During the Baseline runs, there was an average of 147 runway crossings per hour. Perimeter taxiways completely eliminated runway crossings at DFW under the conditions simulated for the demonstration.
To address concerns, pilots flew profiles of landing and departing aircraft with perimeter-taxiing aircraft below. All participating pilots requested views of a worst case scenario, specifically an engine loss at maximum gross weight at takeoff. Participants seemed comfortable that traffic cleared the perimeter taxiways with at least a margin of several hundred feet and found that all safety standards and clearance boundaries were satisfactory.
Prior to the demonstration week, controllers had the opportunity to refine the operational procedures for managing perimeter taxiway traffic. A choke point was identified during pre-demonstration Shakedown Runs where east and west side arrivals passed through the same intersection. Controllers modified their procedures to alleviate this bottleneck, redirecting some of the traffic from the East Side to a nearby taxiway, thus reducing traffic levels at the intersection.
Jim Crites, Executive Vice-President, Airport Operations at DFW summed up the demonstration: The perimeter taxiway project has been a labor of love for ten years. However, DFW didn't have the tools to solve the critical question: how the changes would affect the operators. [The FutureFlight and CVSRF] system fills in a critical component.

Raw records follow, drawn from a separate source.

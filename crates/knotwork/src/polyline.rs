use core::ops::Range;

use knotwork_engine::paint::Color;

use crate::canvas::Canvas;
use crate::figure::Figure;
use crate::geometry::Vec2d;

/// Per-axis range new anchor speeds are drawn from, in pixels per frame.
pub const SPEED_RANGE: Range<f64> = 0.001..1.1;

/// Slack for the approximate removal pass, per axis.
const REMOVE_EPSILON: Vec2d = Vec2d::new(0.5, 0.5);

/// Ordered anchor points, each moving with its own velocity.
///
/// `points[i]` moves by `velocities[i]`; both vectors always have the same
/// length.
pub struct Polyline {
    points: Vec<Vec2d>,
    velocities: Vec<Vec2d>,
    rng: fastrand::Rng,
}

impl Polyline {
    pub fn new() -> Self {
        Self::with_rng(fastrand::Rng::new())
    }

    /// Polyline whose anchor speeds are reproducible from `seed`.
    pub fn with_seed(seed: u64) -> Self {
        Self::with_rng(fastrand::Rng::with_seed(seed))
    }

    fn with_rng(rng: fastrand::Rng) -> Self {
        Self { points: Vec::new(), velocities: Vec::new(), rng }
    }

    pub fn points(&self) -> &[Vec2d] {
        &self.points
    }

    pub fn velocities(&self) -> &[Vec2d] {
        &self.velocities
    }

    pub fn len(&self) -> usize {
        self.points.len()
    }

    pub fn is_empty(&self) -> bool {
        self.points.is_empty()
    }

    /// Appends an anchor with a random velocity from [`SPEED_RANGE`] on
    /// each axis.
    pub fn add_anchor(&mut self, position: Vec2d) {
        let velocity = Vec2d::new(self.random_speed(), self.random_speed());
        self.add_anchor_with_velocity(position, velocity);
    }

    /// Appends an anchor with a chosen velocity.
    pub fn add_anchor_with_velocity(&mut self, position: Vec2d, velocity: Vec2d) {
        self.points.push(position);
        self.velocities.push(velocity);
    }

    fn random_speed(&mut self) -> f64 {
        SPEED_RANGE.start + self.rng.f64() * (SPEED_RANGE.end - SPEED_RANGE.start)
    }

    /// Removes at most one anchor (and its velocity).
    ///
    /// The first anchor exactly equal to `target` wins. Otherwise the first
    /// anchor `p` in storage order with `target > p - eps || target < p + eps`
    /// is removed; with the componentwise order that accepts any anchor that
    /// is not diagonally offset across both axes. Misses are logged, never
    /// reported as errors.
    pub fn remove_anchor(&mut self, target: Vec2d) -> bool {
        let index = self.points.iter().position(|&p| p == target).or_else(|| {
            log::info!("no anchor at ({}, {}); trying close points", target.x, target.y);
            self.points
                .iter()
                .position(|&p| target > p - REMOVE_EPSILON || target < p + REMOVE_EPSILON)
        });

        match index {
            Some(i) => {
                self.points.remove(i);
                self.velocities.remove(i);
                true
            }
            None => {
                log::info!("no anchor near ({}, {}); nothing removed", target.x, target.y);
                false
            }
        }
    }

    /// Moves every anchor by its velocity, then reflects velocities that
    /// point out of the `width`×`height` box from where the anchor now is.
    pub fn advance(&mut self, width: f64, height: f64) {
        for (p, v) in self.points.iter_mut().zip(self.velocities.iter_mut()) {
            *p = *p + *v;

            if (p.x <= 0.0 && v.x < 0.0) || (p.x >= width && v.x > 0.0) {
                v.x = -v.x;
            }
            if (p.y <= 0.0 && v.y < 0.0) || (p.y >= height && v.y > 0.0) {
                v.y = -v.y;
            }
        }
    }

    pub fn draw_anchors(&self, canvas: &mut Canvas<'_>, radius: f32, color: Color) {
        for &p in &self.points {
            canvas.circle(p, radius, color);
        }
    }

    /// Segments between consecutive anchors, closed back to the first.
    pub fn draw_outline(&self, canvas: &mut Canvas<'_>, width: f32, color: Color) {
        canvas.closed_polyline(&self.points, width, color);
    }

    pub fn clear(&mut self) {
        self.points.clear();
        self.velocities.clear();
    }
}

impl Default for Polyline {
    fn default() -> Self {
        Self::new()
    }
}

impl Figure for Polyline {
    fn advance(&mut self, width: f64, height: f64) {
        Polyline::advance(self, width, height);
    }

    fn draw_anchors(&self, canvas: &mut Canvas<'_>, radius: f32, color: Color) {
        Polyline::draw_anchors(self, canvas, radius, color);
    }

    fn draw_outline(&self, canvas: &mut Canvas<'_>, width: f32, color: Color) {
        Polyline::draw_outline(self, canvas, width, color);
    }

    fn add_anchor(&mut self, position: Vec2d) {
        Polyline::add_anchor(self, position);
    }

    fn remove_anchor(&mut self, position: Vec2d) -> bool {
        Polyline::remove_anchor(self, position)
    }

    fn clear(&mut self) {
        Polyline::clear(self);
    }

    fn anchors(&self) -> &[Vec2d] {
        &self.points
    }
}

#[cfg(test)]
mod tests {
    use super::*;
    use knotwork_engine::scene::{DrawCmd, DrawList};
    use proptest::prelude::*;

    fn v(x: f64, y: f64) -> Vec2d {
        Vec2d::new(x, y)
    }

    #[test]
    fn speeds_are_drawn_from_range() {
        let mut line = Polyline::with_seed(7);
        for i in 0..200 {
            line.add_anchor(v(i as f64, i as f64));
        }
        assert_eq!(line.points().len(), line.velocities().len());
        for vel in line.velocities() {
            assert!(SPEED_RANGE.contains(&vel.x), "{vel:?}");
            assert!(SPEED_RANGE.contains(&vel.y), "{vel:?}");
        }
    }

    #[test]
    fn same_seed_same_speeds() {
        let mut a = Polyline::with_seed(42);
        let mut b = Polyline::with_seed(42);
        a.add_anchor(v(1.0, 1.0));
        b.add_anchor(v(1.0, 1.0));
        assert_eq!(a.velocities(), b.velocities());
    }

    #[test]
    fn exact_removal_takes_matching_velocity() {
        let mut line = Polyline::with_seed(1);
        line.add_anchor_with_velocity(v(10.0, 10.0), v(0.1, 0.1));
        line.add_anchor_with_velocity(v(20.0, 20.0), v(0.2, 0.2));
        line.add_anchor_with_velocity(v(30.0, 30.0), v(0.3, 0.3));

        assert!(line.remove_anchor(v(20.0, 20.0)));
        assert_eq!(line.points(), &[v(10.0, 10.0), v(30.0, 30.0)]);
        assert_eq!(line.velocities(), &[v(0.1, 0.1), v(0.3, 0.3)]);
    }

    #[test]
    fn approximate_removal_takes_first_candidate_in_storage_order() {
        let mut line = Polyline::with_seed(1);
        line.add_anchor(v(300.0, 300.0));
        line.add_anchor(v(100.2, 100.1));

        // Not an exact hit; (300, 300) is stored first and lies up-right of
        // the target, so `target < p + eps` accepts it.
        assert!(line.remove_anchor(v(100.0, 100.0)));
        assert_eq!(line.points(), &[v(100.2, 100.1)]);
        assert_eq!(line.velocities().len(), 1);
    }

    #[test]
    fn removal_misses_when_offset_crosses_axes() {
        let mut line = Polyline::with_seed(1);
        line.add_anchor(v(50.0, 50.0));

        assert!(!line.remove_anchor(v(0.0, 100.0)));
        assert_eq!(line.len(), 1);
    }

    #[test]
    fn removal_from_empty_is_a_noop() {
        let mut line = Polyline::with_seed(1);
        assert!(!line.remove_anchor(v(1.0, 1.0)));
        assert!(line.is_empty());
    }

    #[test]
    fn advance_moves_then_reflects_at_far_edge() {
        let mut line = Polyline::with_seed(1);
        line.add_anchor_with_velocity(v(799.0, 300.0), v(0.5, 0.0));

        line.advance(800.0, 600.0);
        assert_eq!(line.points()[0], v(799.5, 300.0));
        assert_eq!(line.velocities()[0].x, 0.5);

        line.advance(800.0, 600.0);
        assert_eq!(line.points()[0], v(800.0, 300.0));
        assert_eq!(line.velocities()[0].x, -0.5);

        line.advance(800.0, 600.0);
        assert_eq!(line.points()[0], v(799.5, 300.0));
        assert_eq!(line.velocities()[0].x, -0.5);
    }

    #[test]
    fn advance_reflects_at_near_edge() {
        let mut line = Polyline::with_seed(1);
        line.add_anchor_with_velocity(v(0.5, 0.25), v(-1.0, -0.5));

        line.advance(800.0, 600.0);
        assert_eq!(line.points()[0], v(-0.5, -0.25));
        assert_eq!(line.velocities()[0], v(1.0, 0.5));
    }

    #[test]
    fn advance_reflects_y_at_height() {
        let mut line = Polyline::with_seed(1);
        line.add_anchor_with_velocity(v(300.0, 599.5), v(0.0, 0.5));
        line.add_anchor_with_velocity(v(799.5, 300.0), v(0.5, 0.25));

        line.advance(800.0, 600.0);
        assert_eq!(line.points()[0], v(300.0, 600.0));
        assert_eq!(line.velocities()[0], v(0.0, -0.5));

        // Hitting the right edge flips x only.
        assert_eq!(line.points()[1], v(800.0, 300.25));
        assert_eq!(line.velocities()[1], v(-0.5, 0.25));

        line.advance(800.0, 600.0);
        assert_eq!(line.points()[0], v(300.0, 599.5));
        assert_eq!(line.velocities()[0].y, -0.5);
    }

    #[test]
    fn boxed_polyline_draws_straight_segments() {
        let mut figure: Box<dyn Figure> = Box::new(Polyline::with_seed(3));
        figure.add_anchor(v(10.0, 10.0));
        figure.add_anchor(v(60.0, 10.0));
        figure.add_anchor(v(60.0, 40.0));

        assert_eq!(figure.resolution(), None);
        figure.increase_resolution();
        assert_eq!(figure.resolution(), None);
        assert_eq!(figure.anchor_count(), 3);

        let mut dl = DrawList::new();
        let mut canvas = Canvas::new(&mut dl, 800.0, 600.0);
        figure.draw_outline(&mut canvas, 3.0, Color::WHITE);

        let ends: Vec<_> = dl
            .items()
            .iter()
            .filter_map(|c| match c {
                DrawCmd::Line(l) => Some((l.from, l.to)),
                _ => None,
            })
            .collect();
        // Closing segment first, then the anchors in order.
        let expected = [
            (v(60.0, 40.0), v(10.0, 10.0)),
            (v(10.0, 10.0), v(60.0, 10.0)),
            (v(60.0, 10.0), v(60.0, 40.0)),
        ];
        assert_eq!(ends.len(), expected.len());
        for ((from, to), (a, b)) in ends.iter().zip(expected) {
            assert_eq!((*from, *to), (a.to_vec2(), b.to_vec2()));
        }

        assert!(figure.remove_anchor(v(60.0, 40.0)));
        figure.clear();
        assert_eq!(figure.anchor_count(), 0);
    }

    #[test]
    fn draw_outline_wraps_and_anchors_are_circles() {
        let mut line = Polyline::with_seed(1);
        line.add_anchor(v(0.0, 0.0));
        line.add_anchor(v(5.0, 0.0));

        let mut dl = DrawList::new();
        let mut canvas = Canvas::new(&mut dl, 800.0, 600.0);
        line.draw_anchors(&mut canvas, 3.0, Color::WHITE);
        line.draw_outline(&mut canvas, 3.0, Color::WHITE);

        let circles = dl.items().iter().filter(|c| matches!(c, DrawCmd::Circle(_))).count();
        let lines = dl.items().iter().filter(|c| matches!(c, DrawCmd::Line(_))).count();
        assert_eq!((circles, lines), (2, 2));
    }

    #[test]
    fn clear_drops_everything() {
        let mut line = Polyline::with_seed(1);
        line.add_anchor(v(1.0, 2.0));
        line.clear();
        assert!(line.points().is_empty());
        assert!(line.velocities().is_empty());
    }

    proptest! {
        #[test]
        fn add_then_remove_restores_count(
            seed in any::<u64>(),
            existing in prop::collection::vec((0.0f64..800.0, 0.0f64..600.0), 0..8),
            x in 0.0f64..800.0,
            y in 0.0f64..600.0,
        ) {
            let mut line = Polyline::with_seed(seed);
            for (ex, ey) in existing {
                line.add_anchor(v(ex, ey));
            }
            let before = line.len();

            line.add_anchor(v(x, y));
            prop_assert!(line.remove_anchor(v(x, y)));

            prop_assert_eq!(line.len(), before);
            prop_assert_eq!(line.velocities().len(), before);
        }

        #[test]
        fn advance_inside_bounds_keeps_velocity_signs(
            x in 2.0f64..798.0,
            y in 2.0f64..598.0,
            vx in -1.1f64..1.1,
            vy in -1.1f64..1.1,
        ) {
            let mut line = Polyline::with_seed(0);
            line.add_anchor_with_velocity(v(x, y), v(vx, vy));
            line.advance(800.0, 600.0);

            let after = line.velocities()[0];
            prop_assert_eq!(after.x.signum(), vx.signum());
            prop_assert_eq!(after.y.signum(), vy.signum());
        }
    }
}
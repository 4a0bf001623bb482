use std::sync::Once;

/// Filter used when neither the config nor `RUST_LOG` provides one.
///
/// wgpu and naga are chatty at `info`; keep them at `warn`.
pub const DEFAULT_FILTER: &str = "info,wgpu_core=warn,wgpu_hal=warn,naga=warn";

/// Logger configuration.
///
/// `env_filter` follows the `env_logger` filter syntax (e.g. "debug",
/// "knotwork=trace,wgpu_core=warn").
#[derive(Debug, Clone)]
pub struct LoggingConfig {
    pub env_filter: Option<String>,
    pub write_style: env_logger::WriteStyle,
}

impl Default for LoggingConfig {
    fn default() -> Self {
        Self {
            env_filter: None,
            write_style: env_logger::WriteStyle::Auto,
        }
    }
}

impl LoggingConfig {
    /// Config with an explicit filter string.
    pub fn with_filter(filter: impl Into<String>) -> Self {
        Self { env_filter: Some(filter.into()), ..Self::default() }
    }
}

static INIT: Once = Once::new();

/// Initializes the global logger once; later calls are ignored.
///
/// Precedence: `config.env_filter`, then `RUST_LOG`, then [`DEFAULT_FILTER`].
pub fn init_logging(config: LoggingConfig) {
    INIT.call_once(|| {
        let mut builder = env_logger::Builder::new();

        let filter = config
            .env_filter
            .or_else(|| std::env::var("RUST_LOG").ok())
            .unwrap_or_else(|| DEFAULT_FILTER.to_string());
        builder.parse_filters(&filter);
        builder.write_style(config.write_style);

        // A logger may already be installed (e.g. by a test harness).
        if builder.try_init().is_err() {
            return;
        }

        log::debug!("logging initialized with filter `{filter}`");
    });
}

He concluded by saying that an informational video of the demonstration will be shared with NATCA, ICAO, National Academy of Sciences, International Council of Airports, ALPA, and APA, among others. It will show how both management and the user community were brought together. This is one of the most critical messages; here we had honest dialogue. It was a big win for all parties.
DFW will formally release the demonstration findings and the informational video at a press conference in June.